NASA classified the destruction of a satellite last week as a "terrible and terrible thing" and said the space debris created by the blast should be considered a threat to the International Space Station and astronauts on board.
India intentionally destroyed one of its own satellites with a missile last week, a move that Prime Minister Narendra Modi hailed as one that established India "as a space power."
But NASA administrator Jim Bridenstine told officials on Monday that he posed an "unacceptable" threat to astronauts aboard the ISS.
See More Information: India's anti-satellite missile test has only brought mankind closer to a space nightmare scenario
He said the satellite broke into pieces, with many of these pieces large enough to pose a danger to the space station, but not large enough to track. It is not clear exactly how many fragments of debris the satellite has created.

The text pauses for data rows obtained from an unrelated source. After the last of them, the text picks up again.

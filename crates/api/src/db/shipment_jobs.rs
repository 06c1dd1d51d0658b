//! Database operations for the shipment job queue.
//!
//! The queue is plain Postgres: workers claim the next due row with
//! `FOR UPDATE SKIP LOCKED`, so any number of processes can drain it
//! without double-claiming. A partial unique index guarantees at most one
//! live (`queued` or `running`) job per shipment, which is what makes
//! `enqueue` idempotent.

use std::time::Duration;

use chrono::{DateTime, Utc};
use rakuda_core::ShipmentId;
use serde::Serialize;
use sqlx::PgPool;
use uuid::Uuid;

use super::RepositoryError;

/// Status of a shipment job.
#[derive(Debug, Clone, Copy, PartialEq, Eq, Serialize, sqlx::Type)]
#[sqlx(type_name = "shipment_job_status", rename_all = "lowercase")]
#[serde(rename_all = "lowercase")]
pub enum ShipmentJobStatus {
    /// Waiting for a worker (or scheduled for a retry).
    Queued,
    /// Claimed by a worker.
    Running,
    /// Processing finished.
    Succeeded,
    /// Retries exhausted; needs operator attention.
    Dead,
}

/// A queued unit of shipment processing work.
#[derive(Debug, Clone, Serialize, sqlx::FromRow)]
pub struct ShipmentJob {
    /// Unique job ID.
    pub id: Uuid,
    /// Shipment to process.
    pub shipment_id: ShipmentId,
    /// Current status.
    pub status: ShipmentJobStatus,
    /// Attempts made so far (incremented on claim).
    pub attempts: i32,
    /// Attempts allowed before the job is parked as dead.
    pub max_attempts: i32,
    /// Error from the most recent failed attempt.
    pub last_error: Option<String>,
    /// Earliest time the next attempt may run.
    pub next_run_at: DateTime<Utc>,
    /// When the current (or last) attempt started.
    pub started_at: Option<DateTime<Utc>>,
    /// When the job reached a terminal state.
    pub finished_at: Option<DateTime<Utc>>,
    /// When the job was created.
    pub created_at: DateTime<Utc>,
}

const JOB_COLUMNS: &str = "id, shipment_id, status, attempts, max_attempts, last_error, \
     next_run_at, started_at, finished_at, created_at";

/// Enqueue a job for a shipment.
///
/// Idempotent: while a live job exists for the shipment, the existing job
/// is returned instead of inserting a second one. The boolean is `true`
/// when a new job was created.
///
/// # Errors
///
/// Returns error if the database insert fails.
pub async fn enqueue(
    pool: &PgPool,
    shipment_id: ShipmentId,
    max_attempts: i32,
) -> Result<(ShipmentJob, bool), RepositoryError> {
    let inserted = sqlx::query_as::<_, ShipmentJob>(&format!(
        r"
        INSERT INTO shipment_jobs (shipment_id, max_attempts)
        VALUES ($1, $2)
        ON CONFLICT (shipment_id) WHERE status IN ('queued', 'running')
        DO NOTHING
        RETURNING {JOB_COLUMNS}
        "
    ))
    .bind(shipment_id)
    .bind(max_attempts)
    .fetch_optional(pool)
    .await?;

    if let Some(job) = inserted {
        return Ok((job, true));
    }

    let existing = sqlx::query_as::<_, ShipmentJob>(&format!(
        r"
        SELECT {JOB_COLUMNS}
        FROM shipment_jobs
        WHERE shipment_id = $1 AND status IN ('queued', 'running')
        "
    ))
    .bind(shipment_id)
    .fetch_optional(pool)
    .await?
    .ok_or_else(|| {
        // Lost a race with a finishing worker; the caller can retry.
        RepositoryError::Conflict(format!(
            "live job for shipment {shipment_id} vanished during enqueue"
        ))
    })?;

    Ok((existing, false))
}

/// Claim the next due job, marking it `running`.
///
/// Returns `None` when no job is due. Safe to call from several workers
/// at once; `SKIP LOCKED` makes claims non-blocking and exclusive.
///
/// # Errors
///
/// Returns error if the database query fails.
pub async fn claim_next(pool: &PgPool) -> Result<Option<ShipmentJob>, RepositoryError> {
    let job = sqlx::query_as::<_, ShipmentJob>(&format!(
        r"
        UPDATE shipment_jobs
        SET status = 'running', attempts = attempts + 1, started_at = NOW()
        WHERE id = (
            SELECT id
            FROM shipment_jobs
            WHERE status = 'queued' AND next_run_at <= NOW()
            ORDER BY next_run_at
            LIMIT 1
            FOR UPDATE SKIP LOCKED
        )
        RETURNING {JOB_COLUMNS}
        "
    ))
    .fetch_optional(pool)
    .await?;

    Ok(job)
}

/// Mark a running job as succeeded.
///
/// # Errors
///
/// Returns `NotFound` if the job does not exist or is not running.
pub async fn succeed(pool: &PgPool, id: Uuid) -> Result<ShipmentJob, RepositoryError> {
    let job = sqlx::query_as::<_, ShipmentJob>(&format!(
        r"
        UPDATE shipment_jobs
        SET status = 'succeeded', finished_at = NOW()
        WHERE id = $1 AND status = 'running'
        RETURNING {JOB_COLUMNS}
        "
    ))
    .bind(id)
    .fetch_optional(pool)
    .await?;

    job.ok_or(RepositoryError::NotFound)
}

/// Return a failed job to the queue for a later retry.
///
/// # Errors
///
/// Returns `NotFound` if the job does not exist or is not running.
pub async fn reschedule(
    pool: &PgPool,
    id: Uuid,
    error: &str,
    delay: Duration,
) -> Result<ShipmentJob, RepositoryError> {
    #[allow(clippy::cast_possible_wrap)] // Backoff delays are far below i64::MAX seconds
    let delay_secs = delay.as_secs() as i64;

    let job = sqlx::query_as::<_, ShipmentJob>(&format!(
        r"
        UPDATE shipment_jobs
        SET status = 'queued', last_error = $2,
            next_run_at = NOW() + make_interval(secs => $3)
        WHERE id = $1 AND status = 'running'
        RETURNING {JOB_COLUMNS}
        "
    ))
    .bind(id)
    .bind(error)
    .bind(delay_secs)
    .fetch_optional(pool)
    .await?;

    job.ok_or(RepositoryError::NotFound)
}

/// Park a job as dead after its final attempt failed.
///
/// # Errors
///
/// Returns `NotFound` if the job does not exist or is not running.
pub async fn park_dead(pool: &PgPool, id: Uuid, error: &str) -> Result<ShipmentJob, RepositoryError> {
    let job = sqlx::query_as::<_, ShipmentJob>(&format!(
        r"
        UPDATE shipment_jobs
        SET status = 'dead', last_error = $2, finished_at = NOW()
        WHERE id = $1 AND status = 'running'
        RETURNING {JOB_COLUMNS}
        "
    ))
    .bind(id)
    .bind(error)
    .fetch_optional(pool)
    .await?;

    job.ok_or(RepositoryError::NotFound)
}

/// Get a job by ID.
///
/// # Errors
///
/// Returns `NotFound` if the job does not exist.
pub async fn get(pool: &PgPool, id: Uuid) -> Result<ShipmentJob, RepositoryError> {
    sqlx::query_as::<_, ShipmentJob>(&format!(
        r"
        SELECT {JOB_COLUMNS}
        FROM shipment_jobs
        WHERE id = $1
        "
    ))
    .bind(id)
    .fetch_optional(pool)
    .await?
    .ok_or(RepositoryError::NotFound)
}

"What we're tracking now, objects large enough to track – we're talking about 10cm (four inches) or larger – about 60 pieces were crawled," he said.
He said that 24 of those pieces were going above the ISS, although the satellite is orbiting 185 miles above the Earth, lower than the station, which orbits about 250 miles above Earth.
"This is a terrible and terrible thing to create an event that sends debris into a heyday that goes beyond the International Space Station," added Bridenstine.
"This type of activity is not compatible with the future of human space flight."
See More Information: India's anti-satellite missile test may have created 6,500 pieces of space debris larger than a pencil eraser, according to a new simulation
He said the risk of ISS collision with debris increased by 44% in 10 days as a result of the Indian missile.
"It's unacceptable and NASA needs to be very clear about the impact it has on us," he said.
Six crew members currently live aboard the ISS.
A software engineering company called Analytical Graphics Inc. (AGI) has done a simulation of the debris created by the anti-satellite test, published on YouTube.
"We model 6,500 fragments, basically those that are more than half a centimeter," said Tom Johnson, vice president of engineering for Analytical Graphics Inc.
India has underestimated the risk of debris after missile launches, with its top scientists saying last week it expects debris to run out in less than 45 days.
See More Information: India says space debris from its anti-satellite test "will disappear in no time"
G. Satheesh Reddy, head of the Defense Research and Development Organization of India, said a low-altitude military satellite was chosen to reduce the risk of debris.
"That's why we did it at lower altitudes, it will disappear in a short time," he told Reuters. "The debris is moving now. How much debris we're trying to solve, but our calculations are that it must be dying within 45 days."
US Secretary of Defense Patrick Shanahan warned a day after the Indian test that the event could create a "mess" in space.